Nearly an entire family in the Myrtle Beach area had contracted Covid-19. A few of them were hospitalized. I can’t remember how many of them died from that scourge but know death had visited them during that period which was still fairly early in this seemingly never-ending pandemic.
I remember praying for them while silently thanking God it wasn’t my family going through what they were, not knowing if our turn would come. It was during the days we were washing our hands for at least 20 seconds maybe 20 times a day, spraying Lysol on everything, afraid to touch the doorknob on the front door, when the lockdown was in full effect, pews in churches were empty and it felt as though we were risking our lives driving store to store searching for the last roll of toilet paper. I remember attending a funeral service wearing a suit and tie and a mask that didn’t match. That death wasn’t COVID related. But the service was. It was held strictly outside, graveside, no 40-minute homegoing sermon to send a loved one into the next life the way we always had.
On the day I wrote these words, COVID-19 claimed nearly 1,000 lives, inching the overall death count in the U.S. from that scourge closer to 1 million, a mark that likely has been breached by the time you read this. It’s a number so large it is hard to not have become numb to it, even though when that virus first showed up here two years ago it was unfathomable it would cause so much carnage.

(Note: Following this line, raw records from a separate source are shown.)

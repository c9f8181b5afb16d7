//! 策略工厂模块
//!
//! 根据 [`StrategyConfig`] 创建限流策略。
//!
//! # 示例
//!
//! ```rust
//! use ratewarden::clock::system_clock;
//! use ratewarden::config::StrategyConfig;
//! use ratewarden::factory::StrategyFactory;
//! use std::time::Duration;
//!
//! let config = StrategyConfig::SlidingWindow {
//!     window_size: Duration::from_secs(60),
//!     max_requests: 100,
//! };
//! let strategy = StrategyFactory::create(&config, system_clock()).unwrap();
//! assert_eq!(strategy.limit(), 100);
//! ```

use std::sync::Arc;
use tracing::{debug, warn};

use crate::clock::Clock;
use crate::config::{StoreConfig, StrategyConfig};
use crate::error::WardenError;
use crate::limiters::{
    DistributedWindowStrategy, MemoryWindowStore, SlidingWindowStrategy, Strategy,
    TokenBucketStrategy, WindowStore,
};

/// 策略工厂
pub struct StrategyFactory;

impl StrategyFactory {
    /// 从配置创建策略
    ///
    /// 分布式策略在这里使用进程内存储；需要共享存储时使用
    /// [`StrategyFactory::create_with_store`]（或 `redis` 特性下的 `connect`）。
    pub fn create(
        config: &StrategyConfig,
        clock: Arc<dyn Clock>,
    ) -> Result<Box<dyn Strategy>, WardenError> {
        if let StrategyConfig::Distributed { store, .. } = config {
            if store.redis_url.is_some() {
                warn!("同步创建忽略 redis_url，分布式窗口使用进程内存储");
            }
        }
        Self::create_with_store(config, Arc::new(MemoryWindowStore::new()), clock)
    }

    /// 从配置创建策略，分布式策略使用给定的存储
    pub fn create_with_store(
        config: &StrategyConfig,
        store: Arc<dyn WindowStore>,
        clock: Arc<dyn Clock>,
    ) -> Result<Box<dyn Strategy>, WardenError> {
        config.validate()?;

        match config {
            StrategyConfig::TokenBucket {
                capacity,
                refill_rate,
                refill_period,
            } => {
                debug!(capacity, refill_rate, ?refill_period, "创建令牌桶策略");
                Ok(Box::new(TokenBucketStrategy::new(
                    *capacity,
                    *refill_rate,
                    *refill_period,
                    clock,
                )?))
            }
            StrategyConfig::SlidingWindow {
                window_size,
                max_requests,
            } => {
                debug!(?window_size, max_requests, "创建滑动窗口策略");
                Ok(Box::new(SlidingWindowStrategy::new(
                    *window_size,
                    *max_requests,
                    clock,
                )?))
            }
            StrategyConfig::Distributed {
                window_size,
                max_requests,
                store: store_config,
            } => {
                debug!(?window_size, max_requests, "创建分布式窗口策略");
                Ok(Box::new(Self::distributed(
                    store,
                    *window_size,
                    *max_requests,
                    store_config,
                    clock,
                )?))
            }
        }
    }

    fn distributed(
        store: Arc<dyn WindowStore>,
        window_size: std::time::Duration,
        max_requests: u64,
        store_config: &StoreConfig,
        clock: Arc<dyn Clock>,
    ) -> Result<DistributedWindowStrategy, WardenError> {
        Ok(
            DistributedWindowStrategy::new(store, window_size, max_requests, clock)?
                .failure_policy(store_config.failure_policy)
                .operation_timeout(store_config.operation_timeout)
                .key_prefix(store_config.key_prefix.clone()),
        )
    }

    /// 从配置创建策略，配置了 `redis_url` 的分布式策略连接 Redis
    #[cfg(feature = "redis")]
    pub async fn connect(
        config: &StrategyConfig,
        clock: Arc<dyn Clock>,
    ) -> Result<Box<dyn Strategy>, WardenError> {
        let redis_config = match config {
            StrategyConfig::Distributed { store, .. } => store.redis_config(),
            _ => None,
        };

        match redis_config {
            Some(redis_config) => {
                let store = crate::redis_storage::RedisStore::connect(redis_config).await?;
                Self::create_with_store(config, Arc::new(store), clock)
            }
            None => Self::create(config, clock),
        }
    }
}
//! 滑动窗口日志策略
//!
//! 记录每个键在最近 `window_size` 内被放行的请求时间戳，精确计数。
//! 内存占用与窗口内请求数成正比，上限为 `max_requests`。

use async_trait::async_trait;
use chrono::{DateTime, Utc};
use dashmap::DashMap;
use std::collections::VecDeque;
use std::sync::Arc;
use std::time::Duration;
use tracing::trace;

use super::Strategy;
use crate::clock::{add_duration, Clock};
use crate::decision::StrategyDecision;
use crate::error::WardenError;

/// 滑动窗口限流策略
///
/// # 示例
/// ```rust
/// use ratewarden::clock::system_clock;
/// use ratewarden::limiters::{SlidingWindowStrategy, Strategy};
/// use std::time::Duration;
///
/// #[tokio::main]
/// async fn main() {
///     // 10 秒内最多 5 个请求
///     let window = SlidingWindowStrategy::new(Duration::from_secs(10), 5, system_clock()).unwrap();
///     let decision = window.is_allowed("ip:192.168.1.1").await;
///     assert!(decision.allowed);
///     assert_eq!(decision.remaining, 4);
/// }
/// ```
pub struct SlidingWindowStrategy {
    /// 窗口大小
    window_size: Duration,
    /// 窗口内最大请求数
    max_requests: u64,
    /// 每个键的请求时间戳日志
    logs: DashMap<String, VecDeque<DateTime<Utc>>>,
    clock: Arc<dyn Clock>,
}

impl SlidingWindowStrategy {
    /// 创建新的滑动窗口策略
    pub fn new(
        window_size: Duration,
        max_requests: u64,
        clock: Arc<dyn Clock>,
    ) -> Result<Self, WardenError> {
        if window_size.is_zero() {
            return Err(WardenError::ConfigError("窗口大小不能为0".to_string()));
        }
        if max_requests == 0 {
            return Err(WardenError::ConfigError("最大请求数不能为0".to_string()));
        }
        chrono::Duration::from_std(window_size)
            .map_err(|_| WardenError::ConfigError("窗口大小超出范围".to_string()))?;

        Ok(Self {
            window_size,
            max_requests,
            logs: DashMap::new(),
            clock,
        })
    }

    pub fn window_size(&self) -> Duration {
        self.window_size
    }

    pub fn max_requests(&self) -> u64 {
        self.max_requests
    }

    fn window_floor(&self, now: DateTime<Utc>) -> DateTime<Utc> {
        chrono::Duration::from_std(self.window_size)
            .ok()
            .and_then(|window| now.checked_sub_signed(window))
            .unwrap_or(DateTime::<Utc>::MIN_UTC)
    }

    /// 获取当前窗口内的请求数（仅用于测试）
    #[cfg(test)]
    fn occupancy(&self, key: &str) -> usize {
        self.logs.get(key).map(|log| log.len()).unwrap_or(0)
    }
}

#[async_trait]
impl Strategy for SlidingWindowStrategy {
    async fn is_allowed(&self, key: &str) -> StrategyDecision {
        let now = self.clock.now();
        let floor = self.window_floor(now);
        let mut log = self.logs.entry(key.to_string()).or_default();

        // 移除窗口外的请求
        while let Some(&front) = log.front() {
            if front < floor {
                log.pop_front();
            } else {
                break;
            }
        }

        let count = log.len() as u64;
        if count < self.max_requests {
            log.push_back(now);
            let remaining = self.max_requests - count - 1;
            trace!(key, remaining, "滑动窗口放行");
            return StrategyDecision::allow(self.max_requests, remaining);
        }

        // 最早的请求离开窗口的时间
        let retry_after = log
            .front()
            .map(|&oldest| add_duration(oldest, self.window_size))
            .and_then(|expires| (expires - now).to_std().ok())
            .unwrap_or(Duration::ZERO);
        trace!(key, count, "滑动窗口已满");
        StrategyDecision::deny(self.max_requests, retry_after)
    }

    async fn reset(&self, key: &str) {
        self.logs.remove(key);
    }

    fn limit(&self) -> u64 {
        self.max_requests
    }

    fn name(&self) -> &'static str {
        "sliding_window"
    }

    fn tracked_keys(&self) -> usize {
        self.logs.len()
    }
}

// ============================================================================
// 单元测试
// ============================================================================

Sure, a few government officials and epidemiologists told us it could get this bad. Sure, it got serious when the NBA paused its season, schools shuttered their doors and even swing sets and sliding boards and basketball goals were locked tight to discourage kids and teenagers from playing outside. Sure, there were the press conferences in which the Trump administration showed projections that could top a quarter of a million deaths. Sure, there were retrospections of the 1918 flu pandemic and intricate explanations about why the spikes on covid made it highly transmissible and dangerous.

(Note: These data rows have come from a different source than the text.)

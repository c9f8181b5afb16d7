//! 测试通用工具模块
//!
//! 提供测试中常用的时钟、限流器和存储构造函数。

#![allow(dead_code)]

use async_trait::async_trait;
use chrono::{DateTime, TimeZone, Utc};
use ratewarden::{
    limiters::WindowVerdict, Clock, ManualClock, RateLimiter, SlidingWindowStrategy,
    StorageError, TokenBucketStrategy, WindowStore,
};
use std::sync::atomic::{AtomicU64, Ordering};
use std::sync::Arc;
use std::time::Duration;

/// 安装测试日志输出，`RUST_LOG` 控制级别
pub fn init_test_logging() {
    let _ = tracing_subscriber::fmt()
        .with_env_filter(tracing_subscriber::EnvFilter::from_default_env())
        .with_test_writer()
        .try_init();
}

/// 固定起点的手动时钟（2026-03-01 12:00:00 UTC）
pub fn manual_clock() -> ManualClock {
    ManualClock::new(at(2026, 3, 1, 12, 0, 0))
}

pub fn at(year: i32, month: u32, day: u32, hour: u32, min: u32, sec: u32) -> DateTime<Utc> {
    Utc.with_ymd_and_hms(year, month, day, hour, min, sec)
        .single()
        .expect("valid test timestamp")
}

pub fn shared(clock: &ManualClock) -> Arc<dyn Clock> {
    Arc::new(clock.clone())
}

/// 令牌桶限流器
pub fn token_bucket_limiter(
    capacity: u64,
    refill_rate: f64,
    refill_period: Duration,
    clock: &ManualClock,
) -> RateLimiter {
    let bucket = TokenBucketStrategy::new(capacity, refill_rate, refill_period, shared(clock))
        .expect("valid token bucket");
    RateLimiter::with_clock(bucket, shared(clock))
}

/// 滑动窗口限流器
pub fn sliding_window_limiter(
    window_size: Duration,
    max_requests: u64,
    clock: &ManualClock,
) -> RateLimiter {
    let window = SlidingWindowStrategy::new(window_size, max_requests, shared(clock))
        .expect("valid sliding window");
    RateLimiter::with_clock(window, shared(clock))
}

/// 可切换故障状态的存储
///
/// 正常时委托给内存存储，故障时返回连接错误。
pub struct FlakyStore {
    inner: ratewarden::MemoryWindowStore,
    failing: std::sync::atomic::AtomicBool,
    calls: AtomicU64,
}

impl FlakyStore {
    pub fn new() -> Self {
        Self {
            inner: ratewarden::MemoryWindowStore::new(),
            failing: std::sync::atomic::AtomicBool::new(false),
            calls: AtomicU64::new(0),
        }
    }

    pub fn set_failing(&self, failing: bool) {
        self.failing.store(failing, Ordering::SeqCst);
    }

    pub fn calls(&self) -> u64 {
        self.calls.load(Ordering::SeqCst)
    }
}

#[async_trait]
impl WindowStore for FlakyStore {
    async fn check_and_insert(
        &self,
        key: &str,
        window: Duration,
        max_requests: u64,
        now: DateTime<Utc>,
    ) -> Result<WindowVerdict, StorageError> {
        self.calls.fetch_add(1, Ordering::SeqCst);
        if self.failing.load(Ordering::SeqCst) {
            return Err(StorageError::ConnectionError("connection refused".to_string()));
        }
        self.inner
            .check_and_insert(key, window, max_requests, now)
            .await
    }

    async fn delete(&self, key: &str) -> Result<(), StorageError> {
        if self.failing.load(Ordering::SeqCst) {
            return Err(StorageError::ConnectionError("connection refused".to_string()));
        }
        self.inner.delete(key).await
    }
}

Still, it didn’t feel real, at least not 1 million dead Americans real. That’s a figure that’s likely an undercount, a figure that doesn’t incorporate the effects of long COVID, those inflicted who don’t recover for weeks or months or maybe ever, doesn’t account for the suicides and homicides and domestic violence incidents spawned by COVID disruptions.
That figure – 1 million dead Americans – can’t tell us how many relationships have been curtailed or harmed, how many Asian-Americans have been targeted for hate because of bigoted theories about COVID’s origins, how many already-struggling kids were pushed further behind in school and closer to a path of incarceration.
And it’s not even over, likely with another several hundred more recorded COVID deaths today, whatever day you are reading this. We can’t yet shake thoughts of another variant and another wave of death and disruption. Just last summer it felt as though the worst of it had passed until Omicron showed up and ruined everything all over again. That’s despite our quickly creating multiple effective vaccines, spending trillions of dollars to offset the economic harm caused, mandates and protests over mandates – countless prayers sent up for people whose names we too quickly forget.